Schmidt alzó la cabeza y sonrió.
—Conque esas tenemos, ¿eh? —dijo—. ¿Por qué no empezaste por ahí? ¿Qué saco yo del asunto, si te echo una mano?
—La dama nos pagará bien si la devolvemos a la civilización —explicó Schneider— y te prometo que compartiré los beneficios con el par de ayudantes que necesito. La mitad para mí y la otra mitad para los que me ayuden… tú y el otro, sea quien sea. Este lugar me pone enfermo, y cuanto antes me largue de él, tanto mejor. ¿Qué me dices?
—De acuerdo —respondió Schmidt. Yo solo no me veo capaz de llegar al continente y sé que lo mismo les sucede a los demás, así que como tú eres el único que entiende algo del arte de navegar, a ti me pegaré como una lapa.
Momulla el maorí era todo oídos. Entendía alguna palabra que otra de todos los lenguajes que se hablaban por los mares y había trabajado en más de un barco británico, de modo que en cuanto empezó a captar la conversación de Schneider y Schmidt se formó una idea bastante atinada de lo que urdía aquella pareja.
Se puso en pie y entró en el claro. Schneider y su compañero se sobresaltaron y su respingo fue tan nervioso como si ante ellos hubiera surgido de pronto un fantasma. La mano de Schneider descendió rauda hacia la culata del revólver. Momulla alzó la diestra, con la palma por delante, indicando con aquel gesto que sus intenciones eran pacíficas.
—Soy un amigo —anunció—. Os he oído, pero podéis estar tranquilos, no revelaré a nadie vuestra conversación. Puedo ayudaros y vosotros podéis ayudarme a mí. —Se dirigía a Schneider—. Sabes gobernar un barco, pero no tienes barco. Nosotros tenemos un barco, pero no sabemos gobernarlo. Si queréis venir con nosotros, sin formular pregunta alguna, dejaremos que lleves el barco a donde te plazca, después de habernos desembarcado en un puerto cuyo nombre te daré más adelante. Puedes llevar a la mujer de la que hablabas y nosotros tampoco haremos ninguna pregunta. ¿Trato hecho?

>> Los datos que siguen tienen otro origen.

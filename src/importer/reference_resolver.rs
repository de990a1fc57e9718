// ==========================================
// 企业名录系统 - 雇主引用解析器
// ==========================================
// 阶段: Resolving（仅人员）
// 规则:
// - 已带 companyId 的记录直接通过
// - 其余按 companyName 精确、大小写敏感查找公司
// - 找不到 → 丢弃该记录并记录诊断，批次继续
// 并发: 不同名称的查询并发执行；输出顺序与输入一致，与完成顺序无关
// ==========================================

use crate::config::ImportOptions;
use crate::domain::{ImportStage, RawRecord, RecordRejection, ResolvedPersonRecord};
use crate::importer::error::PipelineResult;
use crate::importer::field_mapper::fields;
use crate::repository::CompanyLookup;
use futures::stream::{self, StreamExt, TryStreamExt};
use std::collections::HashMap;
use tracing::debug;

/// 解析结果
#[derive(Debug, Clone, Default)]
pub struct ResolutionReport {
    pub resolved: Vec<ResolvedPersonRecord>,
    pub rejected: Vec<RecordRejection>,
    /// 实际发出的查询次数
    pub lookups: usize,
}

pub struct ReferenceResolver {
    concurrency: usize,
    memoize: bool,
}

impl ReferenceResolver {
    pub fn new(options: &ImportOptions) -> Self {
        Self {
            concurrency: options.resolver_concurrency.max(1),
            memoize: options.memoize_lookups,
        }
    }

    pub fn not_found_reason(person_name: &str, company_name: &str) -> String {
        format!("company not found for {}, {}", person_name, company_name)
    }

    /// 解析一批已通过校验的人员记录
    ///
    /// # 返回
    /// - Ok(report): 已解析记录 + 被丢弃记录（均保持输入顺序）
    /// - Err: 查询本身失败（存储错误，致命）
    pub async fn resolve<L>(
        &self,
        lookup: &L,
        records: Vec<RawRecord>,
    ) -> PipelineResult<ResolutionReport>
    where
        L: CompanyLookup + ?Sized,
    {
        // 步骤 1: 收集需要查询的名称
        let mut keys: Vec<String> = Vec::new();
        let mut key_of_record: Vec<Option<usize>> = Vec::with_capacity(records.len());
        let mut key_by_name: HashMap<String, usize> = HashMap::new();

        for record in &records {
            if record.text(fields::COMPANY_ID).is_some() {
                key_of_record.push(None);
                continue;
            }

            let name = record.text(fields::COMPANY_NAME).unwrap_or_default();
            let key = if self.memoize {
                *key_by_name.entry(name.clone()).or_insert_with(|| {
                    keys.push(name);
                    keys.len() - 1
                })
            } else {
                keys.push(name);
                keys.len() - 1
            };
            key_of_record.push(Some(key));
        }

        // 步骤 2: 并发查询
        // 查询 future 持有自己的名称，保证整体 future 为 Send
        let outcomes: Vec<(usize, Option<String>)> =
            stream::iter(keys.clone().into_iter().enumerate())
                .map(move |(idx, name)| async move {
                    lookup
                        .find_company_id_by_name(&name)
                        .await
                        .map(|found| (idx, found))
                })
                .buffer_unordered(self.concurrency)
                .try_collect()
                .await?;

        let mut found: Vec<Option<String>> = vec![None; keys.len()];
        for (idx, company_id) in outcomes {
            found[idx] = company_id;
        }

        debug!(
            records = records.len(),
            lookups = keys.len(),
            matched = found.iter().filter(|f| f.is_some()).count(),
            "雇主名称查询完成"
        );

        // 步骤 3: 按输入顺序组装结果
        let mut report = ResolutionReport {
            lookups: keys.len(),
            ..Default::default()
        };

        for (record, key) in records.into_iter().zip(key_of_record) {
            let company_id = match key {
                None => record.text(fields::COMPANY_ID),
                Some(k) => found[k].clone(),
            };

            match company_id {
                Some(company_id) => report.resolved.push(ResolvedPersonRecord { record, company_id }),
                None => {
                    let reason = Self::not_found_reason(
                        &record.text(fields::NAME).unwrap_or_default(),
                        &record.text(fields::COMPANY_NAME).unwrap_or_default(),
                    );
                    report.rejected.push(RecordRejection {
                        record_number: record.record_number,
                        stage: ImportStage::Resolving,
                        reason,
                    });
                }
            }
        }

        Ok(report)
    }
}
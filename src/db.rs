// ==========================================
// 企业名录系统 - SQLite 连接初始化
// ==========================================
// 目标:
// - 统一所有 Connection::open 的 PRAGMA 行为（外键必须每个连接单独开启）
// - 统一 busy_timeout，减少并发写入时的偶发 busy 错误
// - 提供幂等的建表脚本（company / person / config_kv）
// ==========================================

use rusqlite::Connection;
use std::time::Duration;

/// 默认 busy_timeout（毫秒）
pub const DEFAULT_BUSY_TIMEOUT_MS: u64 = 5_000;

/// 当前代码所期望的 schema_version
pub const CURRENT_SCHEMA_VERSION: i64 = 1;

/// 配置 SQLite 连接的统一 PRAGMA
pub fn configure_sqlite_connection(conn: &Connection) -> rusqlite::Result<()> {
    conn.execute_batch("PRAGMA foreign_keys = ON;")?;
    conn.busy_timeout(Duration::from_millis(DEFAULT_BUSY_TIMEOUT_MS))?;
    Ok(())
}

/// 打开 SQLite 连接并应用统一配置
pub fn open_sqlite_connection(db_path: &str) -> rusqlite::Result<Connection> {
    let conn = Connection::open(db_path)?;
    configure_sqlite_connection(&conn)?;
    Ok(conn)
}

/// 建表（幂等）
///
/// 说明：
/// - name / industry / designation 的 NOT NULL + 非空白 CHECK 是存储层的第二道校验
/// - company.name 不设唯一约束：重复导入会产生重复记录
pub fn init_schema(conn: &Connection) -> rusqlite::Result<()> {
    conn.execute_batch(
        r#"
        CREATE TABLE IF NOT EXISTS schema_version (
            version INTEGER PRIMARY KEY,
            applied_at TEXT NOT NULL DEFAULT (datetime('now'))
        );

        CREATE TABLE IF NOT EXISTS config_kv (
            scope_id TEXT NOT NULL DEFAULT 'global',
            key TEXT NOT NULL,
            value TEXT NOT NULL,
            updated_at TEXT NOT NULL DEFAULT (datetime('now')),
            PRIMARY KEY (scope_id, key)
        );

        CREATE TABLE IF NOT EXISTS company (
            id TEXT PRIMARY KEY,
            name TEXT NOT NULL CHECK (length(trim(name)) > 0),
            industry TEXT NOT NULL CHECK (length(trim(industry)) > 0),
            description TEXT,
            street TEXT,
            city TEXT,
            state TEXT,
            country TEXT,
            zip_code TEXT,
            email TEXT,
            phone TEXT,
            website TEXT,
            founded_year INTEGER,
            employee_count INTEGER,
            created_at TEXT NOT NULL
        );

        CREATE INDEX IF NOT EXISTS idx_company_name ON company (name);

        CREATE TABLE IF NOT EXISTS person (
            id TEXT PRIMARY KEY,
            name TEXT NOT NULL CHECK (length(trim(name)) > 0),
            designation TEXT NOT NULL CHECK (length(trim(designation)) > 0),
            department TEXT,
            company_id TEXT NOT NULL REFERENCES company (id),
            company_name TEXT,
            email TEXT,
            phone TEXT,
            street TEXT,
            city TEXT,
            state TEXT,
            country TEXT,
            zip_code TEXT,
            bio TEXT,
            created_at TEXT NOT NULL
        );

        CREATE INDEX IF NOT EXISTS idx_person_company_id ON person (company_id);
        "#,
    )?;

    conn.execute(
        "INSERT OR IGNORE INTO schema_version (version) VALUES (?1)",
        [CURRENT_SCHEMA_VERSION],
    )?;

    Ok(())
}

Schneider deseó más información y obtuvo tanta como Momulla juzgó oportuno proporcionarle. Después, el maorí sugirió que se entrevistase con Kai Shang. Los dos tripulantes del
Kincaid
acompañaron a Momulla y sus dos camaradas hasta un punto de la selva próximo al campamento de los amotinados. Momulla los dejó escondidos allí mientras él iba en busca de Kai Shang, no sin antes advertir a sus compañeros maoríes que vigilasen de cerca a los dos marineros, no fuera caso que cambiaran de idea y les diese por intentar la huida. Aunque no lo sabían, Schneider y Schmidt estaban virtualmente prisioneros.